Much as he had been a massively annoying pain in the posterior all week, we couldn't help but watch with wonder as he beavered away under a slate grey Scottish summer, the bitter July wind cutting though his ski jacket. This man was dedicated to his Barbie.

And it's invariably the pursuit of the man, this thankless outdoor grilling of meat. I know many men who wouldn't lower themselves to cook and create in a well-stocked warm and not wet kitchen. No. That is not the modus operandi of a man. A man must make a mess in the garden; they must have a full-on fight with over-sized implementalia designed to flip hand-made burgers; they must commune internally with their inner caveman. They must. (They must also ensure the sausages are cooked all the way through - a minor detail the caveman cook tends not to bother himself aboot). And this they must all do with a beer in hand and a comedy apron on.

Do not get me wrong. I love few things in life better than marinaded meat scorching and searing on a BBQ; delightful fish, foiled and fondly spiced cooking to the point of delicate delight; the Aussie style chicken, complete with open beer can up the jacksy; and of course the cornucopia of salads and leaves lovingly prepared to complement the meat and fish.

I have loved all of those things in London, New York and across the warmer climes of civilisation. I cannot remember ever having a successful BBQ in Glasgow or indeed over on the drier east coast of Edinburgh. Yet, I know with more than a degree of certainty that families will have spent some of this weekend in the hopeless and hapless pursuit of BBQ perfection. It’s just not going to happen.

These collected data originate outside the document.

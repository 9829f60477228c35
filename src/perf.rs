use core::fmt::Write;
use std::time::{Duration, Instant};

use heapless::String;

/// The timed parts of a frame.
#[derive(Debug, Clone, Copy, PartialEq, Eq)]
pub enum Phase {
    Step,
    Sync,
    Render,
}

impl Phase {
    fn label(self) -> &'static str {
        match self {
            Phase::Step => "step",
            Phase::Sync => "sync",
            Phase::Render => "render",
        }
    }

    fn slot(self) -> usize {
        self as usize
    }
}

/// Per-phase timings of the latest frame plus a short HUD text.
#[derive(Debug)]
pub struct FrameStats {
    frame_count: u64,
    phases: [Duration; 3],
    text: String<128>,
    frame_start: Instant,
    last_checkpoint: Instant,
}

impl Default for FrameStats {
    fn default() -> Self {
        Self::new()
    }
}

impl FrameStats {
    pub fn new() -> Self {
        let now = Instant::now();
        Self {
            frame_count: 0,
            phases: [Duration::ZERO; 3],
            text: String::new(),
            frame_start: now,
            last_checkpoint: now,
        }
    }

    pub fn start_of_frame(&mut self) {
        self.frame_count += 1;
        self.phases = [Duration::ZERO; 3];
        let now = Instant::now();
        self.frame_start = now;
        self.last_checkpoint = now;
    }

    /// Attribute the time since the previous checkpoint to `phase`.
    pub fn measure(&mut self, phase: Phase) {
        let now = Instant::now();
        self.phases[phase.slot()] += now.saturating_duration_since(self.last_checkpoint);
        self.last_checkpoint = now;
    }

    /// Restart the checkpoint clock without attributing the elapsed time.
    pub fn discard(&mut self) {
        self.last_checkpoint = Instant::now();
    }

    pub fn frame_count(&self) -> u64 {
        self.frame_count
    }

    pub fn phase(&self, phase: Phase) -> Duration {
        self.phases[phase.slot()]
    }

    pub fn frame_time(&self) -> Duration {
        self.last_checkpoint.saturating_duration_since(self.frame_start)
    }

    /// Format the HUD text for the frame just measured.
    pub fn finish_frame(&mut self, spheres: usize) {
        self.text.clear();
        let total_us = self.frame_time().as_micros() as u64;
        let fps = if total_us > 0 { 1_000_000 / total_us } else { 0 };

        // A full buffer truncates the HUD, which is fine.
        let _ = write!(self.text, "spheres: {}\n", spheres);
        for phase in [Phase::Step, Phase::Sync, Phase::Render] {
            let _ = write!(self.text, "{}: {}us\n", phase.label(), self.phase(phase).as_micros());
        }
        let _ = write!(self.text, "fps: {}", fps);
    }

    pub fn text(&self) -> &str {
        &self.text
    }
}

#[cfg(test)]
mod tests {
    use super::*;
    use std::thread::sleep;

    #[test]
    fn test_stats_creation() {
        let stats = FrameStats::default();
        assert_eq!(stats.text(), "");
        assert_eq!(stats.frame_count(), 0);
    }

    #[test]
    fn test_start_of_frame_counts_and_resets() {
        let mut stats = FrameStats::new();
        stats.start_of_frame();
        sleep(Duration::from_micros(200));
        stats.measure(Phase::Step);
        assert!(stats.phase(Phase::Step) >= Duration::from_micros(200));

        stats.start_of_frame();
        assert_eq!(stats.frame_count(), 2);
        assert_eq!(stats.phase(Phase::Step), Duration::ZERO);
    }

    #[test]
    fn test_discard_skips_time() {
        let mut stats = FrameStats::new();
        stats.start_of_frame();
        sleep(Duration::from_millis(2));
        stats.discard();
        stats.measure(Phase::Sync);
        assert!(stats.phase(Phase::Sync) < Duration::from_millis(2));
        assert!(stats.frame_time() >= Duration::from_millis(2));
    }

    #[test]
    fn test_finish_frame_text() {
        let mut stats = FrameStats::new();
        stats.start_of_frame();
        stats.measure(Phase::Step);
        stats.measure(Phase::Sync);
        stats.measure(Phase::Render);
        stats.finish_frame(7);

        let text = stats.text();
        assert!(text.starts_with("spheres: 7\n"));
        assert!(text.contains("step: "));
        assert!(text.contains("render: "));
        assert!(text.contains("fps: "));
    }
}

Back in 1977, the Pretorian had taken guard against the almost horizontal rain, hoping against hope that the gold umbrella he was holding would protect the BBQ from, Noah-like, floating doon Meadowburn and towards Kilsyth. My brothers and I courried up at the kitchen windae as my wee mum started to cook chicken curry. We knew, she knew and I expect even the African Uncle at that point had realised that we would be cooking and eating in the kitchen that night.